Joana Neto Mestre, Advogada, Managing Partner da MATLAW

Os programas eleitorais em matéria de Habitação, Construção e Fiscalidade do Setor Imobiliário: entre ambições e omissões

9 de maio de 2025

Num contexto em que o tema da habitação é uma prioridade e o setor imobiliário sente a pressão para dar resposta a esta necessidade, fomos analisar as propostas dos principais partidos, PS e AD. Trazem alguma esperança ao setor e à necessária resposta ao problema da habitação, mas muitas dizem mais do mesmo.

A Aliança Democrática (AD) apresenta um programa ambicioso e, à primeira vista, mais alinhado com as necessidades do setor. Propõe a injeção de imóveis e solos públicos devolutos no mercado, a redução do IVA para 6% nas obras e serviços de construção e reabilitação, a redução ou eliminação de taxas urbanísticas (urbanização, construção, utilização e ocupação), a compensação das autarquias locais pelas perdas de receita.

Adicionalmente, a AD propõe estimular o recurso a novos modelos de resposta ao problema da escassez de habitação: o build-to-rent, o co-living, a habitação modular e as cooperativas de habitação — modelos mais flexíveis e adaptados às novas dinâmicas demográficas e urbanas.

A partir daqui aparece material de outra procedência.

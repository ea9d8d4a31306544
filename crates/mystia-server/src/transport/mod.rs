//! Transport layer
//!
//! Carries RPC calls over HTTP: each call is `POST /<service>/<method>` with
//! a JSON body, and the `authorization` header as call metadata.

pub mod http;
pub mod types;

pub use http::{HttpTransport, HttpTransportConfig};
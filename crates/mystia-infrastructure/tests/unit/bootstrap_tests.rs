//! Tests for the composition root

use mystia_application::domain_services::{
    AccountServiceInterface, AdminServiceInterface, ChannelServiceInterface,
};
use mystia_domain::Role;
use mystia_domain::ports::TokenCodec;
use mystia_infrastructure::config::{AuthConfig, ConfigBuilder, JwtConfig};
use mystia_infrastructure::di::init_app;

const SECRET: &str = "bootstrap-test-secret-0123456789abcdef";

fn test_auth() -> AuthConfig {
    AuthConfig {
        jwt: JwtConfig::new(SECRET),
        bcrypt_cost: 4,
    }
}

#[test]
fn test_init_requires_jwt_secret() {
    let config = ConfigBuilder::new().build();
    assert!(init_app(config).is_err());
}

#[tokio::test]
async fn test_wired_services_share_one_store_and_codec() {
    let context = init_app(ConfigBuilder::new().with_auth(test_auth()).build()).unwrap();

    let outcome = context
        .accounts()
        .register("alice", "password123", "Alice")
        .await
        .unwrap();
    assert_eq!(outcome.role, Role::SuperAdmin);

    let login = context.accounts().login("alice", "password123").await.unwrap();
    let claims = context.token_codec().decode(&login.token).unwrap();
    assert_eq!(claims.user_id, login.account.id);
    assert_eq!(claims.role, Role::SuperAdmin);

    let users = context.admin().list_users(&claims).await.unwrap();
    assert_eq!(users.len(), 1);

    let grant = context
        .channels()
        .join_channel(&claims, "general")
        .await
        .unwrap();
    assert_eq!(grant.url, context.config.media.url);
    assert_eq!(grant.room, "general");
}

#[tokio::test]
async fn test_session_lifetime_follows_config() {
    let mut auth = test_auth();
    auth.jwt.expiration_secs = 600;
    let context = init_app(ConfigBuilder::new().with_auth(auth).build()).unwrap();

    context
        .accounts()
        .register("alice", "password123", "Alice")
        .await
        .unwrap();
    let login = context.accounts().login("alice", "password123").await.unwrap();
    let claims = context.token_codec().decode(&login.token).unwrap();

    assert_eq!(claims.exp - claims.iat, 600);
}
//! Auth Interceptor
//!
//! Single enforcement point between the transport and the handlers. Every
//! call passes through [`AuthInterceptor::intercept`] before dispatch:
//!
//! ```text
//! UNCHECKED ──public method──────────────► ALLOWED (no claims)
//!     │
//!     ├─no/empty credential──────────────► REJECTED (UNAUTHENTICATED)
//!     ├─decode fails─────────────────────► REJECTED (UNAUTHENTICATED)
//!     └─decode ok────────────────────────► ALLOWED (claims in context)
//! ```

use std::sync::Arc;

use mystia_domain::error::{Error, Result};
use mystia_domain::ports::TokenCodec;
use mystia_domain::value_objects::CallContext;
use tracing::debug;

use crate::constants::{BEARER_PREFIX, PUBLIC_METHODS};

/// Returns `true` when `method` is on the public allow-list
pub fn is_public_method(method: &str) -> bool {
    PUBLIC_METHODS.contains(&method)
}

/// Verifies the bearer credential of protected calls
#[derive(Clone)]
pub struct AuthInterceptor {
    tokens: Arc<dyn TokenCodec>,
}

impl AuthInterceptor {
    /// Create an interceptor sharing the process-wide token codec
    pub fn new(tokens: Arc<dyn TokenCodec>) -> Self {
        Self { tokens }
    }

    /// Classify a call and build its context
    ///
    /// `authorization` is the raw metadata value, if any. Every rejection is
    /// an authentication error whose message does not say why the credential
    /// was refused.
    pub fn intercept(&self, method: &str, authorization: Option<&str>) -> Result<CallContext> {
        if is_public_method(method) {
            return Ok(CallContext::anonymous(method));
        }

        let Some(raw) = authorization.filter(|value| !value.is_empty()) else {
            debug!(method, reason = "missing_credential", "rejected call");
            return Err(Error::authentication("authorization token is not provided"));
        };

        let token = raw.strip_prefix(BEARER_PREFIX).unwrap_or(raw);
        match self.tokens.decode(token) {
            Ok(claims) => Ok(CallContext::authenticated(method, claims)),
            Err(_) => {
                debug!(method, reason = "invalid_credential", "rejected call");
                Err(Error::authentication("invalid token"))
            }
        }
    }
}

impl std::fmt::Debug for AuthInterceptor {
    fn fmt(&self, f: &mut std::fmt::Formatter<'_>) -> std::fmt::Result {
        f.debug_struct("AuthInterceptor")
            .field("public_methods", &PUBLIC_METHODS)
            .finish_non_exhaustive()
    }
}
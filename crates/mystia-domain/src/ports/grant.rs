//! Capability Grant Port

use crate::error::Result;
use crate::value_objects::CapabilityGrant;

/// Mints short-lived join grants for the external media server
pub trait GrantIssuer: Send + Sync {
    /// Grant `identity` (shown as `display_name`) permission to join `room`
    fn issue_join_grant(
        &self,
        room: &str,
        identity: &str,
        display_name: &str,
    ) -> Result<CapabilityGrant>;
}
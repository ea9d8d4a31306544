//! Tests for command-line overrides of loaded configuration

use figment::Jail;
use mystia_server::ServerOverrides;
use mystia_server::init::load_config;

const SECRET: &str = "overrides-test-secret-0123456789abcdef";

#[test]
fn test_no_overrides_keeps_loaded_values() {
    Jail::expect_with(|jail| {
        jail.set_env("MYSTIA__AUTH__JWT__SECRET", SECRET);

        let config = load_config(None, ServerOverrides::default()).unwrap();
        assert_eq!(config.server.port, 50051);
        assert_eq!(config.media.url, "http://127.0.0.1:7880");
        Ok(())
    });
}

#[test]
fn test_port_flags_override_environment() {
    Jail::expect_with(|jail| {
        jail.set_env("JWT_SECRET", SECRET);
        jail.set_env("PORT", "6000");

        let overrides = ServerOverrides {
            port: Some(6500),
            media_port: Some(7881),
        };
        let config = load_config(None, overrides).unwrap();
        assert_eq!(config.server.port, 6500);
        assert_eq!(config.media.url, "http://127.0.0.1:7881");
        Ok(())
    });
}

#[test]
fn test_zero_port_override_is_rejected() {
    Jail::expect_with(|jail| {
        jail.set_env("JWT_SECRET", SECRET);

        let overrides = ServerOverrides {
            port: Some(0),
            media_port: None,
        };
        assert!(load_config(None, overrides).is_err());
        Ok(())
    });
}

#[test]
fn test_port_flag_replaces_invalid_loaded_port() {
    Jail::expect_with(|jail| {
        jail.set_env("JWT_SECRET", SECRET);
        jail.set_env("PORT", "0");

        assert!(load_config(None, ServerOverrides::default()).is_err());

        let overrides = ServerOverrides {
            port: Some(8080),
            media_port: None,
        };
        let config = load_config(None, overrides).unwrap();
        assert_eq!(config.server.port, 8080);
        Ok(())
    });
}
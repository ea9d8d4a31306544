//! Unit tests for account roles

use mystia_domain::Role;

#[test]
fn test_role_wire_names() {
    assert_eq!(serde_json::to_string(&Role::User).unwrap(), "\"USER\"");
    assert_eq!(serde_json::to_string(&Role::Admin).unwrap(), "\"ADMIN\"");
    assert_eq!(
        serde_json::to_string(&Role::SuperAdmin).unwrap(),
        "\"SUPER_ADMIN\""
    );
}

#[test]
fn test_role_parse() {
    assert_eq!("SUPER_ADMIN".parse::<Role>().unwrap(), Role::SuperAdmin);
    assert_eq!("ADMIN".parse::<Role>().unwrap(), Role::Admin);
    assert_eq!("USER".parse::<Role>().unwrap(), Role::User);
    assert!("admin".parse::<Role>().is_err());
    assert!("ROOT".parse::<Role>().is_err());
}

#[test]
fn test_role_elevation() {
    assert!(!Role::User.is_elevated());
    assert!(Role::Admin.is_elevated());
    assert!(Role::SuperAdmin.is_elevated());
}

#[test]
fn test_role_display_matches_wire_name() {
    for role in [Role::User, Role::Admin, Role::SuperAdmin] {
        assert_eq!(role.to_string(), role.as_str());
    }
}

Prevê ainda a criação de um regime de financiamento para reabilitação de fogos devolutos para arrendamento acessível e a revisão do conceito de “custos controlados” previsto na Lei dos Solos. A nível legislativo, pretende rever o enquadramento do licenciamento urbanístico, reforçando a previsibilidade e a transparência e reduzindo a arbitrariedade na decisão pública.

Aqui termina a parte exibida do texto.